AS REDES SOCIAIS FORA DA MEDIDA CERTA


Tenho recebido nos últimos dias, muitos emails em que alguns 'intelectuais' condenam as redes sociais de uma forma veemente, até. Então, eu me pergunto: se essas redes são tão idiotizantes assim pra que gastar tinta do encéfalo para elaborar textos extraordinários a fim de passar a mensagem de que no fim das contas, só os mal amados e solitários com forte tendência a fobia social se metem nesses 'buracos' vazios de inteligência e calor humano?

Ora, ao meu ver, parece que incomoda demais este "buraco negro e oco" que já tomou conta do mundo contemporâneo: as redes sociais.

No último artigo que li a respeito, o jornalista Zeca Camargo abomina o Facebook, embora tenha adorado o filme homônimo, mas destaca inúmeras limitações humanas nas redes virtuais.  Entretanto, percebo que as tais limitações apontadas por ele são inerentes à condição humana e em qualquer momento da vida, até mesmo dita "real", elas podem vir a se manifestar, como o distanciamento, a solidão, a falta de integração, entre outros.
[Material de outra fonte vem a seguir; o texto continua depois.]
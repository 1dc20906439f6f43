use regex::Regex;
use std::sync::LazyLock;
use tracing::{debug, warn};

use super::ability::KeywordAbility;

/// A capitalized keyword followed by bracketed reminder text.
pub static KEYWORD_REGEX: LazyLock<Regex> =
    LazyLock::new(|| Regex::new(r"^\n?([A-ZÀ][^.]+)\s\([A-Z]").expect("keyword regex is valid"));

/// One or two words, maybe a number, no closing period: "Evasive", "Challenger +2", "Shift 5".
pub static KEYWORD_WITHOUT_REMINDER_REGEX: LazyLock<Regex> = LazyLock::new(|| {
    Regex::new(r"^([A-ZÀ][^ ]{2,}|À)( ([dl]['’])?[A-Zasu][^ ]{2,})?( \d+)?( .)?$").expect("bare keyword regex is valid")
});

static REMINDER_START_REGEX: LazyLock<Regex> = LazyLock::new(|| Regex::new(r"\s\(").expect("reminder regex is valid"));
static GLUED_VALUE_REGEX: LazyLock<Regex> =
    LazyLock::new(|| Regex::new(r"^(\w+?)(\d+)$").expect("glued value regex is valid"));
static COLON_REGEX: LazyLock<Regex> = LazyLock::new(|| Regex::new(r" ?: ?").expect("colon regex is valid"));

pub fn is_keyword_text(text: &str) -> bool {
    KEYWORD_REGEX.is_match(text) || KEYWORD_WITHOUT_REMINDER_REGEX.is_match(text)
}

pub fn is_bare_keyword(text: &str) -> bool {
    KEYWORD_WITHOUT_REMINDER_REGEX.is_match(text)
}

/// Splits keyword text into keyword, value and reminder text.
pub fn split_keyword(full_text: &str) -> KeywordAbility {
    let mut keyword = full_text.to_string();
    let mut reminder_text = None;
    if keyword.contains('(') {
        let without_bracket = keyword.trim_end_matches(')');
        match REMINDER_START_REGEX.find(without_bracket) {
            Some(start) => {
                reminder_text = Some(without_bracket[start.end()..].replace('\n', " "));
                keyword = without_bracket[..start.start()].to_string();
            }
            None => warn!("Keyword text {:?} has a bracket but no reminder text after it", full_text),
        }
    }

    let mut keyword_value = None;
    let last = keyword.chars().last();
    let third_last = keyword.chars().rev().nth(2);
    if last.is_some_and(char::is_numeric) {
        if let Some((name, value)) = keyword.rsplit_once(' ') {
            keyword_value = Some(value.to_string());
            keyword = name.to_string();
        } else if let Some(caps) = GLUED_VALUE_REGEX.captures(&keyword) {
            debug!("No space between keyword and value in {:?}, splitting on the digits", keyword);
            keyword_value = Some(caps[2].to_string());
            keyword = caps[1].to_string();
        }
    } else if third_last.is_some_and(char::is_numeric) {
        // "Shift 5 ⬡"
        let parts: Vec<&str> = keyword.rsplitn(3, ' ').collect();
        if let [_symbol, value, name] = parts.as_slice() {
            keyword_value = Some(value.to_string());
            keyword = name.to_string();
        }
    } else if keyword.contains(':') {
        let parts: Vec<String> = COLON_REGEX.splitn(&keyword, 2).map(str::to_string).collect();
        if let [name, value] = parts.as_slice() {
            keyword_value = Some(value.clone());
            keyword = name.clone();
        }
    }

    let keyword_value_number = keyword_value
        .as_deref()
        .filter(|value| value.chars().last().is_some_and(char::is_numeric))
        .and_then(|value| value.trim_start_matches('+').parse().ok());

    KeywordAbility {
        keyword,
        keyword_value,
        keyword_value_number,
        reminder_text,
        full_text: full_text.to_string(),
    }
}

#[cfg(test)]
mod tests {
    use super::*;

    #[test]
    fn test_bare_keyword() {
        assert!(is_keyword_text("Bodyguard"));
        let ability = split_keyword("Bodyguard");
        assert_eq!(ability.keyword, "Bodyguard");
        assert_eq!(ability.keyword_value, None);
        assert_eq!(ability.reminder_text, None);
    }

    #[test]
    fn test_keyword_with_value_and_reminder() {
        let text = "Sing Together 5 (Any number of your or your teammates' characters with total cost 5 or\nmore may ⟳ to sing this song for free.)";
        assert!(is_keyword_text(text));
        let ability = split_keyword(text);
        assert_eq!(ability.keyword, "Sing Together");
        assert_eq!(ability.keyword_value.as_deref(), Some("5"));
        assert_eq!(ability.keyword_value_number, Some(5));
        assert_eq!(
            ability.reminder_text.as_deref(),
            Some("Any number of your or your teammates' characters with total cost 5 or more may ⟳ to sing this song for free.")
        );
        assert_eq!(ability.full_text, text);
    }

    #[test]
    fn test_value_variants() {
        let challenger = split_keyword("Challenger +2 (While challenging, this character gets +2 ¤.)");
        assert_eq!(challenger.keyword, "Challenger");
        assert_eq!(challenger.keyword_value.as_deref(), Some("+2"));
        assert_eq!(challenger.keyword_value_number, Some(2));

        let glued = split_keyword("Singer5");
        assert_eq!(glued.keyword, "Singer");
        assert_eq!(glued.keyword_value.as_deref(), Some("5"));

        let shift_with_ink = split_keyword("Shift 6 ⬡ (You may pay 6 ⬡ to play this on top of one of your characters named Elsa.)");
        assert_eq!(shift_with_ink.keyword, "Shift");
        assert_eq!(shift_with_ink.keyword_value.as_deref(), Some("6"));

        let colon = split_keyword("Shift: Discard a song card (You may discard a song card to play this.)");
        assert_eq!(colon.keyword, "Shift");
        assert_eq!(colon.keyword_value.as_deref(), Some("Discard a song card"));
        assert_eq!(colon.keyword_value_number, None);
    }

    #[test]
    fn test_sentences_are_not_keywords() {
        assert!(!is_keyword_text("Draw a card."));
        assert!(!is_keyword_text("When you play this character, draw a card."));
        assert!(is_bare_keyword("Shift 5"));
        assert!(!is_bare_keyword("Resist +1 (Damage dealt to this character is reduced by 1.)"));
    }
}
Não é preciso ir para uma rede social para se isolar do mundo. Aliás, enxergo justamente o contrário: é pelo fato da pessoa estar se isolando no meio social em que vive é que acaba por buscar um PALIATIVO a fim de tentar reverter esse processo e, por isso, busca nos meios sociais alguma integração, já que esta não consegue ser alcançada em seu cotidiano.

Num certo momento de seu artigo, o jornalista até se ufana por pertencer a uma geração que privilegia as relações intrínsecas de amizade baseadas no contato físico com um aconchegante CALOR HUMANO, blá blá blá.... mas que porra de calor humano é esse que muitas vezes acaba por confinar pessoas no isolamento de seus EGOS, como o do próprio jornalista em questão, que em vários momentos assumiu uma postura de superioridade em relação às pessoas que fazem uso das ditas redes sociais.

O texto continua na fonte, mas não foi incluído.